Literary notes about bliss (AI summary)
The term bliss in literature is deployed with remarkable flexibility, serving as a marker for divine ecstasy, intimate joy, or ironic contrast. It often denotes a state of perfect fulfillment or heavenly pleasure, as seen in spiritual exultations and descriptions of eternal happiness ([1], [2], [3], [4]), while concurrently appearing in contexts where its attainment is fraught with struggle or loss ([5], [6], [7]). Bliss may represent an idyllic union with a beloved or a transcendent moment in everyday life ([8], [9], [10]), yet it can also be portrayed as elusive or bittersweet, as in the suggestion that “ignorance is bliss” ([11], [12]). This multiplicity in usage underscores bliss not only as an ultimate reward but also as an ever-receding ideal, a theme resonating throughout both epic narratives and reflective meditations on the human condition ([13], [14]).

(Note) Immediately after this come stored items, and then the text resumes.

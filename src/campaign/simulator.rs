//! Simulated campaign mutations.
//!
//! Nothing here talks to the network. Each function validates its input
//! and returns the change that *would* be submitted, so the CLI can show it
//! for review.

use std::fmt::Write as _;

use chrono::{DateTime, Utc};
use serde::Serialize;

use crate::domain::CustomerId;
use crate::error::AdsError;

/// Warning attached to every simulated result.
pub const SIMULATION_WARNING: &str =
    "This is a simulation. No change was sent to the Ads API.";

/// Input of [`simulate_creation`].
#[derive(Debug, Clone)]
pub struct CampaignPlan {
    /// Target account.
    pub customer_id: CustomerId,
    /// Campaign name.
    pub name: String,
    /// Daily budget in account currency units.
    pub daily_budget: f64,
    /// Keywords for the first ad group.
    pub keywords: Vec<String>,
    /// Ad group name; defaults to `"<name> - Ad Group 1"`.
    pub ad_group_name: Option<String>,
    /// Geo target code; defaults to `US`.
    pub target_location: Option<String>,
}

/// Campaign as it would be created.
#[derive(Debug, Clone, PartialEq, Serialize)]
pub struct CampaignDraft {
    /// Target account.
    pub customer_id: CustomerId,
    /// Campaign name.
    pub campaign_name: String,
    /// Daily budget in account currency units.
    pub daily_budget: f64,
    /// First ad group.
    pub ad_group_name: String,
    /// Normalized keyword list.
    pub keywords: Vec<String>,
    /// Geo target code.
    pub target_location: String,
    /// Advertising channel.
    pub campaign_type: &'static str,
    /// Initial status; campaigns start paused for review.
    pub status: &'static str,
}

/// The mutation a simulation stands in for.
#[derive(Debug, Clone, PartialEq, Serialize)]
#[serde(tag = "action", rename_all = "snake_case")]
pub enum SimulatedAction {
    /// New search campaign.
    Create(CampaignDraft),
    /// New daily budget for an existing campaign.
    UpdateBudget {
        /// Target account.
        customer_id: CustomerId,
        /// Campaign to update.
        campaign_id: u64,
        /// New daily budget in account currency units.
        new_budget: f64,
    },
    /// Pause an existing campaign.
    Pause {
        /// Target account.
        customer_id: CustomerId,
        /// Campaign to pause.
        campaign_id: u64,
    },
    /// Enable an existing campaign.
    Enable {
        /// Target account.
        customer_id: CustomerId,
        /// Campaign to enable.
        campaign_id: u64,
    },
}

/// Outcome of a simulated mutation.
#[derive(Debug, Clone, PartialEq, Serialize)]
pub struct SimulationReport {
    /// One-line summary.
    pub message: String,
    /// What would be submitted.
    #[serde(flatten)]
    pub action: SimulatedAction,
    /// Manual follow-ups.
    pub next_steps: Vec<String>,
    /// Always [`SIMULATION_WARNING`].
    pub warning: &'static str,
    /// When the simulation ran.
    pub simulated_at: DateTime<Utc>,
}

impl SimulationReport {
    fn new(message: impl Into<String>, action: SimulatedAction, next_steps: &[&str]) -> Self {
        Self {
            message: message.into(),
            action,
            next_steps: next_steps.iter().map(|s| (*s).to_string()).collect(),
            warning: SIMULATION_WARNING,
            simulated_at: Utc::now(),
        }
    }

    /// Human-readable rendering for the terminal.
    #[must_use]
    pub fn render_text(&self) -> String {
        let mut out = String::new();
        let _ = writeln!(out, "{}", self.message);
        let _ = writeln!(out, "{}", "=".repeat(50));
        match &self.action {
            SimulatedAction::Create(draft) => {
                let _ = writeln!(out, "Customer ID:     {}", draft.customer_id);
                let _ = writeln!(out, "Campaign:        {}", draft.campaign_name);
                let _ = writeln!(out, "Daily budget:    {:.2}", draft.daily_budget);
                let _ = writeln!(out, "Ad group:        {}", draft.ad_group_name);
                let _ = writeln!(out, "Keywords:        {}", draft.keywords.join(", "));
                let _ = writeln!(out, "Location:        {}", draft.target_location);
                let _ = writeln!(out, "Type / status:   {} / {}", draft.campaign_type, draft.status);
            }
            SimulatedAction::UpdateBudget {
                customer_id,
                campaign_id,
                new_budget,
            } => {
                let _ = writeln!(out, "Customer ID:     {customer_id}");
                let _ = writeln!(out, "Campaign ID:     {campaign_id}");
                let _ = writeln!(out, "New budget:      {new_budget:.2}");
            }
            SimulatedAction::Pause {
                customer_id,
                campaign_id,
            }
            | SimulatedAction::Enable {
                customer_id,
                campaign_id,
            } => {
                let _ = writeln!(out, "Customer ID:     {customer_id}");
                let _ = writeln!(out, "Campaign ID:     {campaign_id}");
            }
        }
        if !self.next_steps.is_empty() {
            let _ = writeln!(out, "\nNext steps:");
            for (i, step) in self.next_steps.iter().enumerate() {
                let _ = writeln!(out, "  {}. {step}", i + 1);
            }
        }
        let _ = writeln!(out, "\nWARNING: {}", self.warning);
        out
    }
}

/// Validates `plan` and returns the campaign that would be created.
///
/// # Errors
///
/// Returns [`AdsError::InvalidInput`] for an empty name, a non-positive
/// budget or an empty keyword list.
pub fn simulate_creation(plan: CampaignPlan) -> Result<SimulationReport, AdsError> {
    let name = plan.name.trim().to_string();
    if name.is_empty() {
        return Err(AdsError::InvalidInput("campaign name is empty".to_string()));
    }
    validate_budget(plan.daily_budget)?;

    let mut keywords: Vec<String> = Vec::new();
    for keyword in plan.keywords.iter().map(|k| k.trim()).filter(|k| !k.is_empty()) {
        if !keywords.iter().any(|k| k.eq_ignore_ascii_case(keyword)) {
            keywords.push(keyword.to_string());
        }
    }
    if keywords.is_empty() {
        return Err(AdsError::InvalidInput("at least one keyword is required".to_string()));
    }

    let ad_group_name = plan
        .ad_group_name
        .map(|n| n.trim().to_string())
        .filter(|n| !n.is_empty())
        .unwrap_or_else(|| format!("{name} - Ad Group 1"));
    let target_location = plan
        .target_location
        .map(|l| l.trim().to_ascii_uppercase())
        .filter(|l| !l.is_empty())
        .unwrap_or_else(|| "US".to_string());

    tracing::info!(customer_id = %plan.customer_id, campaign = %name, keywords = keywords.len(), "simulating campaign creation");
    Ok(SimulationReport::new(
        "Campaign creation simulated (not actually created)",
        SimulatedAction::Create(CampaignDraft {
            customer_id: plan.customer_id,
            campaign_name: name,
            daily_budget: plan.daily_budget,
            ad_group_name,
            keywords,
            target_location,
            campaign_type: "SEARCH",
            status: "PAUSED",
        }),
        &[
            "Review campaign settings",
            "Create ad copy",
            "Set up conversion tracking",
            "Enable campaign when ready",
        ],
    ))
}

/// Simulates a daily budget change.
///
/// # Errors
///
/// Returns [`AdsError::InvalidInput`] for a zero campaign id or a
/// non-positive budget.
pub fn simulate_budget_update(
    customer_id: CustomerId,
    campaign_id: u64,
    new_budget: f64,
) -> Result<SimulationReport, AdsError> {
    validate_campaign_id(campaign_id)?;
    validate_budget(new_budget)?;
    Ok(SimulationReport::new(
        "Budget update simulated (not actually updated)",
        SimulatedAction::UpdateBudget {
            customer_id,
            campaign_id,
            new_budget,
        },
        &[],
    ))
}

/// Simulates pausing a campaign.
///
/// # Errors
///
/// Returns [`AdsError::InvalidInput`] for a zero campaign id.
pub fn simulate_pause(customer_id: CustomerId, campaign_id: u64) -> Result<SimulationReport, AdsError> {
    validate_campaign_id(campaign_id)?;
    Ok(SimulationReport::new(
        "Campaign pause simulated (not actually paused)",
        SimulatedAction::Pause {
            customer_id,
            campaign_id,
        },
        &[],
    ))
}

/// Simulates enabling a campaign.
///
/// # Errors
///
/// Returns [`AdsError::InvalidInput`] for a zero campaign id.
pub fn simulate_enable(customer_id: CustomerId, campaign_id: u64) -> Result<SimulationReport, AdsError> {
    validate_campaign_id(campaign_id)?;
    Ok(SimulationReport::new(
        "Campaign enable simulated (not actually enabled)",
        SimulatedAction::Enable {
            customer_id,
            campaign_id,
        },
        &[],
    ))
}

fn validate_budget(budget: f64) -> Result<(), AdsError> {
    if budget.is_finite() && budget > 0.0 {
        Ok(())
    } else {
        Err(AdsError::InvalidInput(format!(
            "budget must be a positive amount, got {budget}"
        )))
    }
}

fn validate_campaign_id(campaign_id: u64) -> Result<(), AdsError> {
    if campaign_id == 0 {
        Err(AdsError::InvalidInput("campaign id must be non-zero".to_string()))
    } else {
        Ok(())
    }
}

#[cfg(test)]
#[allow(clippy::panic)]
mod tests {
    use serde_json::Value;

    use super::*;

    fn customer() -> CustomerId {
        let Ok(id) = CustomerId::parse("123-456-7890") else {
            panic!("valid id");
        };
        id
    }

    fn plan() -> CampaignPlan {
        CampaignPlan {
            customer_id: customer(),
            name: " Spring Sale ".to_string(),
            daily_budget: 25.0,
            keywords: vec![
                "running shoes".to_string(),
                " ".to_string(),
                "Running Shoes".to_string(),
                "trail shoes".to_string(),
            ],
            ad_group_name: None,
            target_location: None,
        }
    }

    #[test]
    fn creation_fills_defaults() {
        let Ok(report) = simulate_creation(plan()) else {
            panic!("valid plan");
        };
        let SimulatedAction::Create(draft) = &report.action else {
            panic!("creation action expected");
        };
        assert_eq!(draft.campaign_name, "Spring Sale");
        assert_eq!(draft.ad_group_name, "Spring Sale - Ad Group 1");
        assert_eq!(draft.keywords, ["running shoes", "trail shoes"]);
        assert_eq!(draft.target_location, "US");
        assert_eq!(draft.campaign_type, "SEARCH");
        assert_eq!(draft.status, "PAUSED");
        assert_eq!(report.next_steps.len(), 4);
        assert_eq!(report.warning, SIMULATION_WARNING);
    }

    #[test]
    fn creation_rejects_bad_plans() {
        let mut empty_name = plan();
        empty_name.name = "  ".to_string();
        assert!(matches!(simulate_creation(empty_name), Err(AdsError::InvalidInput(_))));

        let mut no_budget = plan();
        no_budget.daily_budget = 0.0;
        assert!(matches!(simulate_creation(no_budget), Err(AdsError::InvalidInput(_))));

        let mut no_keywords = plan();
        no_keywords.keywords = vec![" ".to_string()];
        assert!(matches!(simulate_creation(no_keywords), Err(AdsError::InvalidInput(_))));
    }

    #[test]
    fn report_serializes_with_action_tag() {
        let Ok(report) = simulate_pause(customer(), 42) else {
            panic!("valid pause");
        };
        let Ok(value) = serde_json::to_value(&report) else {
            panic!("serializable");
        };
        assert_eq!(value.get("action"), Some(&Value::String("pause".to_string())));
        assert_eq!(value.get("campaign_id").and_then(Value::as_u64), Some(42));
        assert_eq!(value.get("customer_id").and_then(Value::as_str), Some("1234567890"));
    }

    #[test]
    fn budget_update_and_enable_validate_ids() {
        assert!(simulate_budget_update(customer(), 7, 50.0).is_ok());
        assert!(simulate_budget_update(customer(), 7, -1.0).is_err());
        assert!(simulate_enable(customer(), 0).is_err());
        assert!(simulate_enable(customer(), 9).is_ok());
    }

    #[test]
    fn text_rendering_mentions_simulation() {
        let Ok(report) = simulate_creation(plan()) else {
            panic!("valid plan");
        };
        let text = report.render_text();
        assert!(text.contains("Spring Sale - Ad Group 1"));
        assert!(text.contains("1. Review campaign settings"));
        assert!(text.contains(SIMULATION_WARNING));
    }
}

- Yea, and so far forth, that his falling and his woe, that he hath taken thereby, shall be turned into high and overpassing worship and endless bliss.
— from Revelations of Divine Love - Ah! Lord Jesus, King of bliss, how shall I be eased?
— from Revelations of Divine Love - And thou shalt come up above, and thou shalt have me to thy meed, and thou shalt be fulfilled of joy and bliss .
— from Revelations of Divine Love - The highest bliss that is, is to have Him in clarity of endless life, Him verily seeing, Him sweetly feeling, all-perfectly having in fulness of joy.
— from Revelations of Divine Love - Those six weeks had for her been a time of the utmost bliss and the utmost misery.
— from Anna Karenina by graf Leo Tolstoy - For him, there was now no self-bliss, only pain and confused anger.
— from The Rainbow by D. H. Lawrence - Everywhere I see bliss, from which I alone am irrevocably excluded.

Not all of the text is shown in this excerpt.